What needs to be done: Working from the line that contains "Error (JSON shape)" down to the last line below, repeat each line exactly.

Provided information:
┌──
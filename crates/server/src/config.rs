//! Server configuration, read once from the environment at startup.

use std::path::PathBuf;

use anyhow::{Context, Result, bail};
use watcharr_core::secret::JWT_SECRET_ENV;
use watcharr_core::{CostParameters, SecretKey};

const DEFAULT_PORT: u16 = 3080;
const DEFAULT_HOST: &str = "127.0.0.1";

/// Load `.env` from the working directory or one of its parents into the
/// process environment. Variables that are already set are kept.
pub fn load_dotenv() -> Option<PathBuf> {
    loaded(dotenvy::dotenv())
}

fn loaded(result: dotenvy::Result<PathBuf>) -> Option<PathBuf> {
    match result {
        Ok(path) => Some(path),
        Err(e) if e.not_found() => None,
        Err(e) => {
            tracing::warn!("ignoring unreadable .env file: {e}");
            None
        }
    }
}

#[derive(Debug, Clone)]
pub struct ServerConfig {
    pub data_dir: PathBuf,
    pub host: String,
    pub port: u16,
    pub jwt_secret: SecretKey,
    pub hash_params: CostParameters,
}

impl ServerConfig {
    pub fn from_env() -> Result<Self> {
        Self::from_lookup(|key| std::env::var(key).ok())
    }

    /// Build the config from an arbitrary variable source. Blank values count
    /// as unset.
    pub fn from_lookup(lookup: impl Fn(&str) -> Option<String>) -> Result<Self> {
        let var = |key: &str| lookup(key).filter(|v| !v.trim().is_empty());

        let jwt_secret = SecretKey::new(var(JWT_SECRET_ENV).unwrap_or_default())
            .with_context(|| format!("{JWT_SECRET_ENV} env var missing"))?;

        let data_dir = var("WATCHARR_DATA_DIR")
            .map(PathBuf::from)
            .unwrap_or_else(|| PathBuf::from("data"));
        let host = var("WATCHARR_HOST").unwrap_or_else(|| DEFAULT_HOST.into());
        let port = match var("PORT") {
            Some(p) => p.trim().parse().with_context(|| format!("invalid PORT: {p}"))?,
            None => DEFAULT_PORT,
        };

        let defaults = CostParameters::default();
        let cost = |key: &str, default: u32| parse_u32(var(key), key, default);
        let hash_params = CostParameters {
            memory_kib: cost("WATCHARR_HASH_MEMORY_KIB", defaults.memory_kib)?,
            iterations: cost("WATCHARR_HASH_ITERATIONS", defaults.iterations)?,
            parallelism: cost("WATCHARR_HASH_PARALLELISM", defaults.parallelism)?,
            ..defaults
        };

        Ok(Self {
            data_dir,
            host,
            port,
            jwt_secret,
            hash_params,
        })
    }
}

fn parse_u32(value: Option<String>, key: &str, default: u32) -> Result<u32> {
    let Some(raw) = value else {
        return Ok(default);
    };
    let parsed: u32 = raw
        .trim()
        .parse()
        .with_context(|| format!("invalid {key}: {raw}"))?;
    if parsed == 0 {
        bail!("{key} must be greater than zero");
    }
    Ok(parsed)
}
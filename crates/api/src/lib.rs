//! Shared API types, auth workflow, and SQL builders for watcharr.
//!
//! Request/response shapes here are the JSON the web client sends and reads.
//! The framework-agnostic register/login logic lives in [`service`]; route
//! handlers in the server crate are thin adapters over it.

use serde::{Deserialize, Serialize};

#[cfg(feature = "backend")]
pub mod db;
pub mod service;

pub use watcharr_core::{EncodedCredential, SessionClaims};

// ─── Auth ────────────────────────────────────────────────────────────────────

/// Username + password body for both register and login.
#[derive(Debug, Clone, Serialize, Deserialize)]
pub struct AuthRequest {
    pub username: String,
    pub password: String,
}

/// Returned on successful register / login.
#[derive(Debug, Clone, PartialEq, Eq, Serialize, Deserialize)]
pub struct AuthResponse {
    pub token: String,
}

/// Returned by `GET /api/auth/verify` — the claims of the presented token.
#[derive(Debug, Clone, PartialEq, Eq, Serialize, Deserialize)]
pub struct VerifyResponse {
    #[serde(rename = "userId")]
    pub user_id: u64,
    pub username: String,
}

impl From<SessionClaims> for VerifyResponse {
    fn from(claims: SessionClaims) -> Self {
        Self {
            user_id: claims.user_id,
            username: claims.username,
        }
    }
}

// ─── Health ──────────────────────────────────────────────────────────────────

#[derive(Debug, Serialize, Deserialize)]
pub struct HealthResponse {
    pub status: String,
    pub version: String,
}

// ─── Service Error ───────────────────────────────────────────────────────────

/// Framework-agnostic service error.
///
/// Each variant maps to an HTTP status code. Messages are safe to show to
/// clients; internal detail is logged where the error is created.
#[derive(Debug, Clone, PartialEq, Eq)]
#[non_exhaustive]
pub enum ServiceError {
    BadRequest(String),
    Unauthorized(String),
    Conflict(String),
    Internal(String),
}

impl ServiceError {
    /// HTTP status code as a `u16`.
    pub fn status_code(&self) -> u16 {
        match self {
            Self::BadRequest(_) => 400,
            Self::Unauthorized(_) => 401,
            Self::Conflict(_) => 409,
            Self::Internal(_) => 500,
        }
    }

    /// The error message.
    pub fn message(&self) -> &str {
        match self {
            Self::BadRequest(m) | Self::Unauthorized(m) | Self::Conflict(m) | Self::Internal(m) => {
                m
            }
        }
    }

    /// Build a closure that logs a storage error and returns a generic `Internal`.
    pub fn from_db<E: std::fmt::Display>(context: &str) -> impl FnOnce(E) -> Self + '_ {
        move |e| {
            tracing::error!("{context}: {e}");
            Self::Internal("internal server error".into())
        }
    }
}

impl std::fmt::Display for ServiceError {
    fn fmt(&self, f: &mut std::fmt::Formatter<'_>) -> std::fmt::Result {
        write!(f, "{}", self.message())
    }
}

impl std::error::Error for ServiceError {}

// ─── Error (JSON shape) ─────────────────────────────────────────────────────

/// JSON error shape `{ "error": "..." }` returned by all error responses.
#[derive(Debug, Serialize, Deserialize)]
pub struct ApiError {
    pub error: String,
}

impl From<&ServiceError> for ApiError {
    fn from(e: &ServiceError) -> Self {
        Self {
            error: e.message().to_string(),
        }
    }
}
└──
Response:
// ─── Error (JSON shape) ─────────────────────────────────────────────────────

/// JSON error shape `{ "error": "..." }` returned by all error responses.
#[derive(Debug, Serialize, Deserialize)]
pub struct ApiError {
    pub error: String,
}

impl From<&ServiceError> for ApiError {
    fn from(e: &ServiceError) -> Self {
        Self {
            error: e.message().to_string(),
        }
    }
}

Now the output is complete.